現在、アパレル業界では「エコ」や「リサイクル」への注目が高まっています。なぜなら、そうした価値のある商品が、よく売れるようになっているからです。

しかし、結論から言うと、世間の皆さんが期待するほど、環境問題を一気に解決できるような技術は繊維・アパレルの分野において確立できていません。

環境対策に取り組むことは必要ですが、メーカーの現場担当者や部長クラスには、厳しい環境基準やリサイクル素材について、「オフレコ前提」で疑問を呈する人が多いのです。

さらに、あたかも環境に配慮しているかのようなポーズをとる「グリーンウォッシュ」行為も業界内で少なからず見受けられます。

良くも悪くも環境問題への関心が高く、その結果、繊維・アパレル業界のあちこちで不具合が出ているのです。

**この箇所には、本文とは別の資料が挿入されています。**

//! imgcoding - entropy decoding for image formats
//!
//! The bit-level layer shared by JPEG, PNG, GIF and TIFF decoders:
//! - [`BitReader`]: MSB-first (JPEG, TIFF) and LSB-first (deflate, GIF)
//!   bit extraction over a borrowed byte buffer
//! - [`HuffmanTable`]: canonical Huffman codes with an 8-bit lookup table
//!   and a per-length fallback for longer codes
//! - [`inflate`] / [`inflate_zlib`]: RFC 1951 / RFC 1950 decoding into a
//!   caller-sized buffer
//! - [`LzwDecoder`]: variable-width LZW for GIF and TIFF
//!
//! Decoders never allocate the output; callers size it from the image
//! header and every overrun is reported as an error.

#[cfg(test)]
#[macro_use]
mod test_utils;

pub mod bit_reader;
pub mod deflate_decoder;
pub mod error;
pub mod huffman;
pub mod inflate_tables;
pub mod lzw;
pub mod zlib;


pub use bit_reader::{BitOrder, BitReader};
pub use deflate_decoder::{inflate, BlockInfo, BlockType, DeflateDecoder};
pub use error::{CodecError, CodecResult};
pub use huffman::{HuffmanSession, HuffmanTable};
pub use lzw::{decode_gif, decode_tiff, LzwDecoder, LzwDictionary, LzwOptions};
pub use zlib::{adler32, inflate_zlib, inflate_zlib_with, InflateOptions, ZlibHeader};
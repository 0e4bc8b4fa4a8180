//! Blastline Simulation
//!
//! Timed playback of a blast sequence with live derived state.
//!
//! # Architecture
//!
//! - **Store**: Owns the session and republishes every slice on a `watch` channel
//! - **Playback**: Clock with play/pause/resume/stop/seek over the detonation timeline
//! - **Frames**: Visual state of every hole and connection at one instant
//! - **Driver**: Host tick task advancing a playing store in wall time
//! - **Export**: Snapshot of the session for persistence
//!
//! # Usage
//!
//! ```ignore
//! let mut store = SequenceStore::new(SessionContext::new("P1", "S1"), SessionConfig::default());
//! store.set_pattern_data(pattern);
//! store.set_connections(connections);
//!
//! store.play()?;
//! let store = Arc::new(Mutex::new(store));
//! spawn_playback(store.clone(), Duration::from_millis(16)).await?;
//! ```

mod config;
mod driver;
mod error;
mod export;
mod frame;
mod playback;
mod store;

pub use config::{SessionConfig, SessionContext, DEFAULT_TICK_MS};
pub use driver::{drive, spawn_playback};
pub use error::{Error, Result};
pub use export::{BlastSequenceData, DetonatorInfo, ExportMetadata, EXPORT_VERSION};
pub use frame::{
    detonation_times, generate_frame, AnimationFrame, BlastEffect, BlastEffectType,
    ConnectionVisualState, HoleVisualState, DETONATION_WINDOW_MS, EFFECT_DURATION_MS,
    EFFECT_RADIUS,
};
pub use playback::{PlaybackClock, PlaybackPhase};
pub use store::SequenceStore;

use blastline_model::{BlastConnection, PatternData};
use serde::{Deserialize, Serialize};

/// A pattern with its connections, as read from a scenario file.
#[derive(Debug, Clone, PartialEq, Serialize, Deserialize)]
pub struct Scenario {
    pub pattern: PatternData,
    #[serde(default)]
    pub connections: Vec<BlastConnection>,
}

impl Scenario {
    pub fn from_json(json: &str) -> Result<Self> {
        Ok(serde_json::from_str(json)?)
    }

    /// Read a scenario from a JSON file.
    pub fn load(path: impl AsRef<std::path::Path>) -> Result<Self> {
        let json = std::fs::read_to_string(path)?;
        Self::from_json(&json)
    }
}
//! Endpoint back-filling for blast connections.
//!
//! Every stored connection carries two hidden markers anchoring its drawn
//! path: marker "1" just behind the `from` hole and marker "2" just past the
//! `to` hole, both on the hole-to-hole bearing:
//!
//! ```text
//!   1 ── from ─────────── to ── 2
//!   ↑ 0.5                    0.5 ↑
//! ```

use std::collections::HashMap;

use blastline_model::{BlastConnection, ConnectionPoint, DrillPoint, PatternData};

/// Distance in world units between a hole and its endpoint marker.
pub const ENDPOINT_OFFSET: f64 = 0.5;

/// Synthesize the start and end markers of connection `id` running from
/// `from` to `to`.
pub fn endpoint_markers(
    id: &str,
    from: &DrillPoint,
    to: &DrillPoint,
) -> (ConnectionPoint, ConnectionPoint) {
    let bearing = (to.y - from.y).atan2(to.x - from.x);
    let (dx, dy) = (bearing.cos() * ENDPOINT_OFFSET, bearing.sin() * ENDPOINT_OFFSET);

    let start = ConnectionPoint {
        id: format!("start_{}", id),
        label: "1".to_string(),
        x: from.x - dx,
        y: from.y - dy,
        is_hidden: true,
    };
    let end = ConnectionPoint {
        id: format!("end_{}", id),
        label: "2".to_string(),
        x: to.x + dx,
        y: to.y + dy,
        is_hidden: true,
    };
    (start, end)
}

/// Ensure every connection carries endpoint markers.
///
/// Connections that already have both markers pass through untouched, so
/// the function is idempotent. A connection whose holes cannot be found in
/// `pattern` also passes through untouched; validation reports it later.
pub fn normalize_connections(
    pattern: Option<&PatternData>,
    connections: Vec<BlastConnection>,
) -> Vec<BlastConnection> {
    let holes: HashMap<&str, &DrillPoint> = pattern
        .map(|p| p.drill_points.iter().map(|h| (h.id.as_str(), h)).collect())
        .unwrap_or_default();

    connections
        .into_iter()
        .map(|mut conn| {
            if conn.has_endpoints() {
                return conn;
            }

            let from = holes.get(conn.from_hole_id.as_str());
            let to = holes.get(conn.to_hole_id.as_str());
            let (Some(from), Some(to)) = (from, to) else {
                tracing::debug!(
                    connection = %conn.id,
                    from = %conn.from_hole_id,
                    to = %conn.to_hole_id,
                    "connection references a hole outside the pattern; endpoints left empty"
                );
                return conn;
            };

            let (start, end) = endpoint_markers(&conn.id, from, to);
            conn.start_point.get_or_insert(start);
            conn.end_point.get_or_insert(end);
            conn
        })
        .collect()
}

#[cfg(test)]
mod tests {
    use super::*;
    use proptest::prelude::*;

    fn approx(a: f64, b: f64) -> bool {
        (a - b).abs() < 1e-9
    }

    fn two_holes() -> PatternData {
        PatternData::new(vec![
            DrillPoint::new("A", 0.0, 0.0),
            DrillPoint::new("B", 4.0, 0.0),
        ])
    }

    #[test]
    fn markers_sit_on_bearing() {
        let pattern = two_holes();
        let conns = normalize_connections(
            Some(&pattern),
            vec![BlastConnection::new("C1", "A", "B", 100)],
        );

        let start = conns[0].start_point.as_ref().unwrap();
        let end = conns[0].end_point.as_ref().unwrap();

        assert!(approx(start.x, -0.5) && approx(start.y, 0.0));
        assert!(approx(end.x, 4.5) && approx(end.y, 0.0));
        assert_eq!(start.label, "1");
        assert_eq!(end.label, "2");
        assert_eq!(start.id, "start_C1");
        assert_eq!(end.id, "end_C1");
        assert!(start.is_hidden && end.is_hidden);
    }

    #[test]
    fn diagonal_bearing() {
        let from = DrillPoint::new("A", 0.0, 0.0);
        let to = DrillPoint::new("B", 3.0, 4.0);
        let (start, end) = endpoint_markers("C", &from, &to);

        assert!(approx(start.x, -0.3) && approx(start.y, -0.4));
        assert!(approx(end.x, 3.3) && approx(end.y, 4.4));
    }

    #[test]
    fn missing_hole_passes_through() {
        let pattern = two_holes();
        let conn = BlastConnection::new("C1", "A", "GONE", 100);
        let out = normalize_connections(Some(&pattern), vec![conn.clone()]);
        assert_eq!(out, vec![conn]);
    }

    #[test]
    fn no_pattern_passes_through() {
        let conn = BlastConnection::new("C1", "A", "B", 100);
        let out = normalize_connections(None, vec![conn.clone()]);
        assert_eq!(out, vec![conn]);
    }

    #[test]
    fn existing_endpoints_are_kept() {
        let pattern = two_holes();
        let mut conn = BlastConnection::new("C1", "A", "B", 100);
        conn.start_point = Some(ConnectionPoint {
            id: "custom".into(),
            label: "1".into(),
            x: 9.0,
            y: 9.0,
            is_hidden: false,
        });

        let out = normalize_connections(Some(&pattern), vec![conn]);
        assert_eq!(out[0].start_point.as_ref().unwrap().id, "custom");
        assert_eq!(out[0].end_point.as_ref().unwrap().id, "end_C1");
    }

    fn arb_case() -> impl Strategy<Value = (PatternData, Vec<BlastConnection>)> {
        let holes = prop::collection::vec((-50.0f64..50.0, -50.0f64..50.0), 1..8);
        holes.prop_flat_map(|coords| {
            let n = coords.len();
            let pattern = PatternData::new(
                coords
                    .iter()
                    .enumerate()
                    .map(|(i, (x, y))| DrillPoint::new(format!("H{}", i), *x, *y))
                    .collect(),
            );
            // Index n stands for a hole that is not in the pattern.
            let conns = prop::collection::vec((0..=n, 0..=n, 0u32..3000), 0..12).prop_map(
                |raw| {
                    raw.into_iter()
                        .enumerate()
                        .map(|(i, (a, b, d))| {
                            BlastConnection::new(
                                format!("C{}", i),
                                format!("H{}", a),
                                format!("H{}", b),
                                d,
                            )
                        })
                        .collect::<Vec<_>>()
                },
            );
            (Just(pattern), conns)
        })
    }

    proptest! {
        #[test]
        fn normalization_is_idempotent((pattern, conns) in arb_case()) {
            let once = normalize_connections(Some(&pattern), conns);
            let twice = normalize_connections(Some(&pattern), once.clone());
            prop_assert_eq!(once, twice);
        }

        #[test]
        fn resolvable_connections_gain_endpoints((pattern, conns) in arb_case()) {
            let out = normalize_connections(Some(&pattern), conns);
            for conn in &out {
                let resolvable = pattern.hole(&conn.from_hole_id).is_some()
                    && pattern.hole(&conn.to_hole_id).is_some();
                prop_assert_eq!(conn.has_endpoints(), resolvable);
            }
        }
    }
}
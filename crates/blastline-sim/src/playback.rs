//! Playback clock for the detonation timeline.
//!
//! ```text
//!            play            pause
//!   Idle ──────────▶ Playing ──────▶ Paused
//!                     ▲  │  ◀──────   │
//!                     │  │  resume    │
//!               play  │  │ stop       │ stop
//!                     │  ▼            ▼
//!                    Stopped ◀────────┘
//! ```
//!
//! Reaching the end of the timeline while playing settles in `Paused` with
//! the time pinned at the total duration.

use std::time::Duration;

use blastline_model::SimulationState;
use serde::{Deserialize, Serialize};

/// Phase of the playback state machine.
#[derive(Debug, Clone, Copy, PartialEq, Eq, Default, Serialize, Deserialize)]
pub enum PlaybackPhase {
    /// No session has run yet
    #[default]
    Idle,
    /// Time advances on every tick
    Playing,
    /// Time is held
    Paused,
    /// A session ran and was reset to the beginning
    Stopped,
}

/// Simulation clock. Owns "now" for a session.
#[derive(Debug, Clone)]
pub struct PlaybackClock {
    /// Connection delays, ascending
    delays: Vec<u32>,
    current_time: f64,
    total_duration: f64,
    phase: PlaybackPhase,
    speed: f64,
}

impl Default for PlaybackClock {
    fn default() -> Self {
        Self::new()
    }
}

impl PlaybackClock {
    /// Create an idle clock with nothing loaded.
    pub fn new() -> Self {
        Self {
            delays: Vec::new(),
            current_time: 0.0,
            total_duration: 0.0,
            phase: PlaybackPhase::Idle,
            speed: 1.0,
        }
    }

    /// Load a timeline to play back: its length and the connection delays
    /// used for step tracking.
    pub fn load(&mut self, total_duration: u64, delays: impl IntoIterator<Item = u32>) {
        self.delays = delays.into_iter().collect();
        self.delays.sort_unstable();
        self.total_duration = total_duration as f64;
        self.current_time = self.current_time.min(self.total_duration);
    }

    /// Current simulated time in milliseconds.
    pub fn current_time(&self) -> f64 {
        self.current_time
    }

    /// Total simulated duration in milliseconds.
    pub fn total_duration(&self) -> f64 {
        self.total_duration
    }

    /// Current phase.
    pub fn phase(&self) -> PlaybackPhase {
        self.phase
    }

    /// Whether time advances on tick.
    pub fn is_playing(&self) -> bool {
        self.phase == PlaybackPhase::Playing
    }

    /// Playback speed multiplier.
    pub fn speed(&self) -> f64 {
        self.speed
    }

    /// One step per loaded connection.
    pub fn total_steps(&self) -> usize {
        self.delays.len()
    }

    /// Connections whose delay has been reached.
    pub fn current_step(&self) -> usize {
        self.delays
            .partition_point(|&d| f64::from(d) <= self.current_time)
    }

    /// Whether the clock sits at the end of a non-empty timeline.
    pub fn reached_end(&self) -> bool {
        self.total_duration > 0.0 && self.current_time >= self.total_duration
    }

    /// Start playing from the beginning. No-op while already playing.
    pub fn play(&mut self) -> bool {
        if self.is_playing() {
            return false;
        }
        self.current_time = 0.0;
        self.phase = PlaybackPhase::Playing;
        true
    }

    /// Continue from the held time. Only from `Paused`; a clock paused at
    /// the end starts over.
    pub fn resume(&mut self) -> bool {
        if self.phase != PlaybackPhase::Paused {
            return false;
        }
        if self.reached_end() {
            self.current_time = 0.0;
        }
        self.phase = PlaybackPhase::Playing;
        true
    }

    /// Hold the current time. Only from `Playing`.
    pub fn pause(&mut self) -> bool {
        if !self.is_playing() {
            return false;
        }
        self.phase = PlaybackPhase::Paused;
        true
    }

    /// Halt and return to the beginning. Only from `Playing` or `Paused`.
    pub fn stop(&mut self) -> bool {
        if !matches!(self.phase, PlaybackPhase::Playing | PlaybackPhase::Paused) {
            return false;
        }
        self.current_time = 0.0;
        self.phase = PlaybackPhase::Stopped;
        true
    }

    /// Jump to `time`, clamped into `[0, total_duration]`. Legal in any
    /// phase; the phase is unchanged.
    pub fn seek(&mut self, time: f64) -> f64 {
        self.current_time = if time.is_nan() {
            0.0
        } else {
            time.clamp(0.0, self.total_duration)
        };
        self.current_time
    }

    /// Jump to the delay of the `step`-th connection in time order.
    pub fn seek_to_step(&mut self, step: usize) -> Option<f64> {
        let delay = *self.delays.get(step)?;
        Some(self.seek(f64::from(delay)))
    }

    /// Set the speed multiplier. Rejects non-finite and non-positive values.
    pub fn set_speed(&mut self, speed: f64) -> bool {
        if !(speed.is_finite() && speed > 0.0) {
            return false;
        }
        self.speed = speed;
        true
    }

    /// Advance by `wall` elapsed wall time scaled by the speed.
    ///
    /// Returns the new time, or `None` when not playing. Time never moves
    /// backwards and never passes the total duration; reaching it pauses.
    pub fn advance(&mut self, wall: Duration) -> Option<f64> {
        if !self.is_playing() {
            return None;
        }
        let step = wall.as_secs_f64() * 1000.0 * self.speed;
        self.current_time = (self.current_time + step).min(self.total_duration);
        if self.current_time >= self.total_duration {
            self.phase = PlaybackPhase::Paused;
        }
        Some(self.current_time)
    }

    /// Calculate progress as a fraction (0.0 - 1.0).
    pub fn progress(&self) -> f64 {
        if self.total_duration <= 0.0 {
            0.0
        } else {
            self.current_time / self.total_duration
        }
    }
}

impl From<&PlaybackClock> for SimulationState {
    fn from(clock: &PlaybackClock) -> Self {
        Self {
            is_playing: clock.phase == PlaybackPhase::Playing,
            is_paused: clock.phase == PlaybackPhase::Paused,
            current_time: clock.current_time,
            total_duration: clock.total_duration,
            playback_speed: clock.speed,
            current_step: clock.current_step(),
            total_steps: clock.total_steps(),
        }
    }
}
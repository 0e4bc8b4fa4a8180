//! Blast Sequence Analysis
//!
//! Pure, deterministic analysis of a drill pattern and the timed connections
//! between its holes. Nothing here holds state: identical inputs always give
//! identical outputs, so every function can be tested on fixtures alone.
//!
//! # Pipeline
//!
//! 1. [`normalize_connections`] back-fills missing endpoint markers
//! 2. [`Timeline::build`] derives markers, duration and step count
//! 3. [`validate`] reports unsafe or incomplete sequences
//! 4. [`calculate_metrics`] summarizes efficiency and safety
//!
//! # Delay Semantics
//!
//! A connection's `delay` is treated as an absolute offset from the start of
//! the blast. [`ChainSchedule`] offers the cumulative reading (delays summed
//! along the connection graph) as a separate analysis.
//!
//! # Degenerate Inputs
//!
//! Empty connection lists, missing patterns and patterns without holes all
//! produce explicit zero/default results, never errors.

mod metrics;
mod normalize;
mod propagation;
mod timeline;
mod validation;

pub use metrics::calculate_metrics;
pub use normalize::{endpoint_markers, normalize_connections, ENDPOINT_OFFSET};
pub use propagation::ChainSchedule;
pub use timeline::{timeline_markers, total_duration, Timeline, TIMELINE_TAIL_MS};
pub use validation::{
    validate, validate_with, ValidationOptions, OVERLAP_THRESHOLD, SUGGESTION_BUFFER_MS,
    SUGGESTION_THRESHOLD_MS,
};

use std::collections::BTreeMap;

use blastline_model::BlastConnection;

/// Group connections by exact delay, ascending.
pub(crate) fn group_by_delay(connections: &[BlastConnection]) -> BTreeMap<u32, Vec<&BlastConnection>> {
    let mut groups: BTreeMap<u32, Vec<&BlastConnection>> = BTreeMap::new();
    for conn in connections {
        groups.entry(conn.delay).or_default().push(conn);
    }
    groups
}

/// Largest delay across connections, if any.
pub(crate) fn max_delay(connections: &[BlastConnection]) -> Option<u32> {
    connections.iter().map(|c| c.delay).max()
}
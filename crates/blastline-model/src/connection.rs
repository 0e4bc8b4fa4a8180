//! Timed connections between drill holes.

use serde::{Deserialize, Serialize};

/// Physical connector linking two holes.
#[derive(Debug, Clone, Copy, PartialEq, Eq, Hash, Default, Serialize, Deserialize)]
#[serde(rename_all = "snake_case")]
pub enum ConnectorType {
    /// Detonating cord run between holes
    #[default]
    DetonatingCord,
    /// Surface delay connectors
    Connectors,
}

/// Detonator family, carried in exported snapshots.
#[derive(Debug, Clone, Copy, PartialEq, Eq, Hash, Serialize, Deserialize)]
#[serde(rename_all = "snake_case")]
pub enum DetonatorType {
    Electric,
    NonElectric,
    Electronic,
}

/// Endpoint marker anchoring the drawn path of a connection.
#[derive(Debug, Clone, PartialEq, Serialize, Deserialize)]
#[serde(rename_all = "camelCase")]
pub struct ConnectionPoint {
    pub id: String,
    /// "1" for the start marker, "2" for the end marker
    pub label: String,
    pub x: f64,
    pub y: f64,
    /// Hidden from normal rendering
    pub is_hidden: bool,
}

/// A directional, timed link between two drill holes.
#[derive(Debug, Clone, PartialEq, Serialize, Deserialize)]
#[serde(rename_all = "camelCase")]
pub struct BlastConnection {
    pub id: String,
    pub from_hole_id: String,
    pub to_hole_id: String,
    #[serde(default)]
    pub connector_type: ConnectorType,
    /// Delay in milliseconds at which the far-end hole is detonated
    pub delay: u32,
    #[serde(default)]
    pub sequence: u32,
    #[serde(default, skip_serializing_if = "Option::is_none")]
    pub start_point: Option<ConnectionPoint>,
    #[serde(default, skip_serializing_if = "Option::is_none")]
    pub end_point: Option<ConnectionPoint>,
    /// The `from` hole initiates the whole sequence
    #[serde(default)]
    pub is_starting_hole: bool,
}

impl BlastConnection {
    /// Create a detonating-cord connection without endpoint markers.
    pub fn new(
        id: impl Into<String>,
        from_hole_id: impl Into<String>,
        to_hole_id: impl Into<String>,
        delay: u32,
    ) -> Self {
        Self {
            id: id.into(),
            from_hole_id: from_hole_id.into(),
            to_hole_id: to_hole_id.into(),
            connector_type: ConnectorType::default(),
            delay,
            sequence: 0,
            start_point: None,
            end_point: None,
            is_starting_hole: false,
        }
    }

    /// Whether both endpoint markers are present.
    pub fn has_endpoints(&self) -> bool {
        self.start_point.is_some() && self.end_point.is_some()
    }

    /// Whether the connection references `hole_id` at either end.
    pub fn touches(&self, hole_id: &str) -> bool {
        self.from_hole_id == hole_id || self.to_hole_id == hole_id
    }
}
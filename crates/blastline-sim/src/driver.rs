//! Host tick task.
//!
//! Drives a playing store in wall time. The task owns no playback state:
//! it measures the time since its previous tick and hands it to
//! [`SequenceStore::tick`], exiting as soon as the store stops playing.

use std::sync::Arc;
use std::time::Duration;

use tokio::sync::Mutex;
use tokio::task::JoinHandle;
use tokio::time::{self, Instant, MissedTickBehavior};
use tracing::debug;

use crate::store::SequenceStore;

/// Tick `store` every `period` until playback pauses, stops or completes.
///
/// Returns the number of frames produced.
pub async fn drive(store: Arc<Mutex<SequenceStore>>, period: Duration) -> usize {
    let mut interval = time::interval(period);
    interval.set_missed_tick_behavior(MissedTickBehavior::Delay);

    let mut last = Instant::now();
    let mut frames = 0;

    loop {
        interval.tick().await;
        let now = Instant::now();
        let elapsed = now - last;
        last = now;

        let mut store = store.lock().await;
        if store.tick(elapsed).is_none() {
            break;
        }
        frames += 1;
        if !store.is_playing() {
            break;
        }
    }

    debug!(frames, "playback driver exited");
    frames
}

/// Run [`drive`] on its own task.
pub fn spawn_playback(store: Arc<Mutex<SequenceStore>>, period: Duration) -> JoinHandle<usize> {
    tokio::spawn(drive(store, period))
}

#[cfg(test)]
mod tests {
    use super::*;
    use crate::config::{SessionConfig, SessionContext};
    use crate::playback::PlaybackPhase;
    use blastline_model::{BlastConnection, DrillPoint, PatternData};

    fn shared() -> Arc<Mutex<SequenceStore>> {
        let mut store = SequenceStore::new(SessionContext::new("P1", "S1"), SessionConfig::default());
        store.set_pattern_data(PatternData::new(vec![
            DrillPoint::new("H1", 0.0, 0.0),
            DrillPoint::new("H2", 3.0, 0.0),
        ]));
        store.set_connections(vec![BlastConnection::new("C1", "H1", "H2", 100)]);
        Arc::new(Mutex::new(store))
    }

    #[tokio::test(start_paused = true)]
    async fn plays_to_completion() {
        let store = shared();
        store.lock().await.play().unwrap();

        let frames = spawn_playback(store.clone(), Duration::from_millis(16))
            .await
            .unwrap();

        let store = store.lock().await;
        assert!(frames > 100);
        assert_eq!(store.phase(), PlaybackPhase::Paused);
        assert_eq!(store.simulation_state().current_time, 2100.0);
        assert_eq!(store.current_frame().time, 2100.0);
    }

    #[tokio::test(start_paused = true)]
    async fn stop_ends_the_task() {
        let store = shared();
        store.lock().await.play().unwrap();

        let handle = spawn_playback(store.clone(), Duration::from_millis(16));
        time::sleep(Duration::from_millis(200)).await;
        assert!(store.lock().await.stop());

        handle.await.unwrap();
        let state = store.lock().await.simulation_state();
        assert_eq!(state.current_time, 0.0);
        assert!(!state.is_playing);
    }

    #[tokio::test(start_paused = true)]
    async fn idle_store_produces_nothing() {
        let store = shared();
        let frames = drive(store.clone(), Duration::from_millis(16)).await;
        assert_eq!(frames, 0);
        assert_eq!(store.lock().await.phase(), PlaybackPhase::Idle);
    }

    #[tokio::test(start_paused = true)]
    async fn speed_shortens_wall_time() {
        let store = shared();
        {
            let mut s = store.lock().await;
            s.set_playback_speed(4.0).unwrap();
            s.play().unwrap();
        }

        let start = Instant::now();
        drive(store.clone(), Duration::from_millis(10)).await;
        let wall = start.elapsed();

        // 2100ms of simulated time at 4x
        assert!(wall >= Duration::from_millis(520));
        assert!(wall <= Duration::from_millis(540));
    }
}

今回はそうした現状をお伝えします。

リサイクル素材に明確な規格はない

素材メーカーや生地問屋、商社などは、リサイクル素材の企画、製造に非常に注力しています。ですが、素材の規格は会社によってバラバラで、現場や消費者に混乱を与えているのが現状です。

例えば、「リサイクルコットン」は本来、原綿を綿糸に紡績する際に出るクズ(落ち綿)を拾い集めて、それを再度紡績して綿糸にしたものです。

似た商品で、使用済みの綿製品を崩して綿糸にしたものは「反毛はんもう」があります。反毛は綿だけでなく、ウール生地、複合生地でも行われる手法です。いずれの場合も元の生地より相当表面の粗い生地になります。

この反毛と「リサイクルコットン」は別物ですが、同一商品として販売されていることがあるのです。

ついでに、代表的な2つのリサイクル素材を紹介します。

大手量販店でもよく見かける「リサイクルポリエステル」(「再生ポリエステル」とも)は、ペットボトルやポリエステル生地からポリエステル繊維に再加工したものを指します。

「リサイクルナイロン」は、ナイロン糸を生成する際に出るクズを拾い集めて再度ナイロン糸にします。製造の原理はリサイクルコットンと似ています。

ナイロンはポリエステルと同じく石油を原料とした化学合成繊維ですが、使い古したナイロン生地や他の石油製品からの再生はできません。